We will use a local search approach to pairwise PPI network alignment in a manner similar to 2-Opt

as follows: when given a maximum weighted bipartite matching M∗ in G = (X ∪ Y,E), we define a subset

preferY (x) for each x ∈ X, which consists of the c highest-weighted neighbors of x in Y (where the weight

of a neighbor of x is given by its sequence similarity to x). Similarly, for every y ∈ Y , a vertex subset

preferX(y) ⊆ X is similarly defined to consist of the c highest-weighted neighbors of y in X. Here, c is

some relatively small integer chosen ahead of time. It can be shown20 that c = 20 suffices for most practical

applications.

Our aim is to repeatedly find a candidate e′ = (u, v), v ∈ preferY (x), u ∈ preferX(y) to swap with

e = (x, y), where e, e′ ∈ M∗, such that the weight of the new matching, w((M∗ \ {e, e′}) ∪ {e1, e2}), where

e1 = (x, v) and e2 = (u, y) are the edges obtained by swapping e and e′, is higher than w(M∗).

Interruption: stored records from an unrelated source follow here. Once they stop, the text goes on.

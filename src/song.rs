use serde::{Deserialize, Serialize};

/// A recommended song as handed to the presentation layer.
///
/// Identity is not enforced: the same song may appear more than once in a
/// single playlist.
#[derive(Debug, Default, Clone, PartialEq, Eq, Hash, Serialize, Deserialize)]
pub struct Song {
    /// Display title.
    pub name: String,
    pub artist: String,
    /// Public URL of the song (streaming page or local file link).
    pub link: String,
    /// Track identifier, usually the same as `name`.
    pub track: String,
    /// Set for songs served from the local catalog. Omitted from JSON when
    /// false.
    #[serde(default, skip_serializing_if = "std::ops::Not::not")]
    pub is_local: bool,
}

impl Song {
    #[must_use]
    pub fn new(name: &str, artist: &str, link: &str) -> Self {
        Self {
            name: name.to_string(),
            artist: artist.to_string(),
            link: link.to_string(),
            track: name.to_string(),
            is_local: false,
        }
    }
}

#[cfg(test)]
mod tests {
    use super::*;

    #[test]
    fn test_remote_song_omits_is_local() {
        let song = Song::new("Numb", "Linkin Park", "https://youtu.be/kXYiU_JCYtU");
        let json = serde_json::to_value(&song).unwrap();
        assert_eq!(json["track"], "Numb");
        assert!(json.get("is_local").is_none());
    }

    #[test]
    fn test_local_song_serializes_is_local() {
        let song = Song {
            is_local: true,
            ..Song::new("a.mp3", "Local Track", "http://localhost/a.mp3")
        };
        let json = serde_json::to_value(&song).unwrap();
        assert_eq!(json["is_local"], true);

        let back: Song = serde_json::from_value(json).unwrap();
        assert_eq!(back, song);
    }
}
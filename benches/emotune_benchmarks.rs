//! # Emotune Performance Benchmarks
//!
//! Benchmarks for the hot paths of a recommendation request.
//!
//! ## Benchmark Categories
//!
//! - **Aggregation**: Ranking long label sequences from a scan
//! - **Partitioned Catalog**: Loading and sampling the tagged dataset
//! - **Recommendation**: Both recommendation flows end to end
//!
//! ## Running Benchmarks
//!
//! ```bash
//! # Run all benchmarks
//! cargo bench
//!
//! # Run specific benchmark group
//! cargo bench aggregation
//! cargo bench recommendation
//! ```

use criterion::{criterion_group, criterion_main, BatchSize, BenchmarkId, Criterion};
use rand::rngs::StdRng;
use rand::SeedableRng;
use std::fs;
use std::hint::black_box;
use tempfile::TempDir;

use emotune::aggregator;
use emotune::catalog::local::LocalCatalog;
use emotune::catalog::partition::{PartitionedTable, SongRow};
use emotune::catalog::NoLocalSongs;
use emotune::emotion::EmotionLabel;
use emotune::recommend;

/// Label sequence cycling through every emotion with a skew towards `Sad`
fn create_sequence(len: usize) -> Vec<EmotionLabel> {
    (0..len)
        .map(|i| {
            if i % 3 == 0 {
                EmotionLabel::Sad
            } else {
                EmotionLabel::ALL[i % EmotionLabel::ALL.len()]
            }
        })
        .collect()
}

fn create_rows(count: u32) -> Vec<SongRow> {
    (0..count)
        .map(|i| SongRow {
            name: format!("Track {i}"),
            artist: format!("Artist {}", i % 500),
            link: format!("https://www.last.fm/music/artist{}/_/track{i}", i % 500),
            emotional: i % 40,
            pleasant: f64::from(i % 90) / 10.0,
        })
        .collect()
}

/// Benchmark ranking of scan sequences
fn benchmark_aggregation(c: &mut Criterion) {
    let mut group = c.benchmark_group("aggregation");

    for size in [20, 200, 2_000, 20_000].iter() {
        let sequence = create_sequence(*size);

        group.bench_with_input(BenchmarkId::new("rank", size), &sequence, |b, sequence| {
            b.iter(|| aggregator::rank(black_box(sequence)))
        });
    }

    let labels: Vec<String> = create_sequence(200)
        .into_iter()
        .map(|e| e.as_str().to_lowercase())
        .collect();
    group.bench_function("rank_labels_200", |b| {
        b.iter(|| aggregator::rank_labels(black_box(labels.as_slice())))
    });

    group.finish();
}

/// Benchmark the partitioned dataset
fn benchmark_partitioned_catalog(c: &mut Criterion) {
    let mut group = c.benchmark_group("partitioned_catalog");

    let rows = create_rows(100_000);
    group.bench_function("sort_100k_rows", |b| {
        b.iter_batched(
            || rows.clone(),
            |rows| PartitionedTable::from_rows(black_box(rows)),
            BatchSize::LargeInput,
        )
    });

    let temp_dir = TempDir::new().expect("Failed to create temp directory");
    let dataset = temp_dir.path().join("muse_v3.csv");
    let mut csv = String::from("lastfm_url,track,artist,number_of_emotion_tags,valence_tags\n");
    for row in create_rows(10_000) {
        csv.push_str(&format!(
            "{},{},{},{},{}\n",
            row.link, row.name, row.artist, row.emotional, row.pleasant
        ));
    }
    fs::write(&dataset, csv).expect("Failed to write dataset");

    group.bench_function("load_csv_10k_rows", |b| {
        b.iter(|| PartitionedTable::from_csv_with_bucket_size(black_box(&dataset), 2_000))
    });

    group.finish();
}

/// Benchmark both recommendation flows
fn benchmark_recommendation(c: &mut Criterion) {
    let mut group = c.benchmark_group("recommendation");
    let mut rng = StdRng::seed_from_u64(42);

    let sequence = create_sequence(20);
    group.bench_function("dominant_fixed_playlist", |b| {
        b.iter(|| {
            recommend::recommend_dominant(
                Some(black_box(sequence.as_slice())),
                &NoLocalSongs,
                "http://localhost:5000/",
                &mut rng,
            )
        })
    });

    let temp_dir = TempDir::new().expect("Failed to create temp directory");
    let sad_dir = temp_dir.path().join("Sad");
    fs::create_dir_all(&sad_dir).expect("Failed to create songs directory");
    for i in 0..100 {
        fs::write(sad_dir.join(format!("song{i:03}.mp3")), b"ID3").expect("Failed to write song");
    }
    let local = LocalCatalog::new(temp_dir.path());
    group.bench_function("dominant_local_100_files", |b| {
        b.iter(|| {
            recommend::recommend_dominant(
                Some(black_box(sequence.as_slice())),
                &local,
                "http://localhost:5000/",
                &mut rng,
            )
        })
    });

    let table = PartitionedTable::with_bucket_size(create_rows(100_000), 18_000);
    for k in 1..=5 {
        let ranked: Vec<EmotionLabel> = EmotionLabel::ALL.iter().copied().take(k).collect();
        group.bench_with_input(BenchmarkId::new("weighted_playlist", k), &ranked, |b, ranked| {
            b.iter(|| recommend::weighted_playlist(black_box(ranked), &table, &mut rng))
        });
    }

    group.finish();
}

criterion_group!(
    benches,
    benchmark_aggregation,
    benchmark_partitioned_catalog,
    benchmark_recommendation
);

criterion_main!(benches);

Just as in IsoRank,5 we seek to maximize an objective function consisting of two terms, one accounting

for sequence similarity between the proteins that get matched to each other, and the other one, for the

number of interactions preserved by the matching. Our search space is the set of all matchings. We use

the parameter α ∈ [0, 1] to control the relative importance of the topology information with respect to the

sequence information. This formulation of the problem is known to be NP-hard, and even APX-hard,16 which

means that it does not admit a polynomial-time approximation scheme unless P = NP. Since the size of

the search space (i.e. the number of possible matchings) grows exponentially with the number of proteins in

each network, we use a local search technique adapted from other NP-hard optimization problems, which is

described in detail in the following section.

3. Algorithmic results

The main idea of our algorithm for the global alignment of pairwise PPI networks is a two-phase approach

to searching for a matching that maximizes our objective function. The special case of our problem with

α = 0 (i.e. one where only sequence information is used) is a variant of the linear assignment problem, which

is that of finding a maximum-weight matching in a bipartite graph.

Hence the first stage of our algorithm finds a maximum-weight matching in the bipartite graph obtained

by joining pairs of proteins in the two networks, where the weight of an edge is given by the sequence similarity

of the two proteins that it joins. This matching can be obtained by the well-known Hungarian algorithm in

polynomial time24 and sped up with extensive use of priority queues and decomposition techniques.23

In the second stage of our algorithm, we apply the local search method, which is widely used in the

combinatorial optimization field, to iteratively improve the initial matching while taking into account both

the sequence score and the topology score of the matching.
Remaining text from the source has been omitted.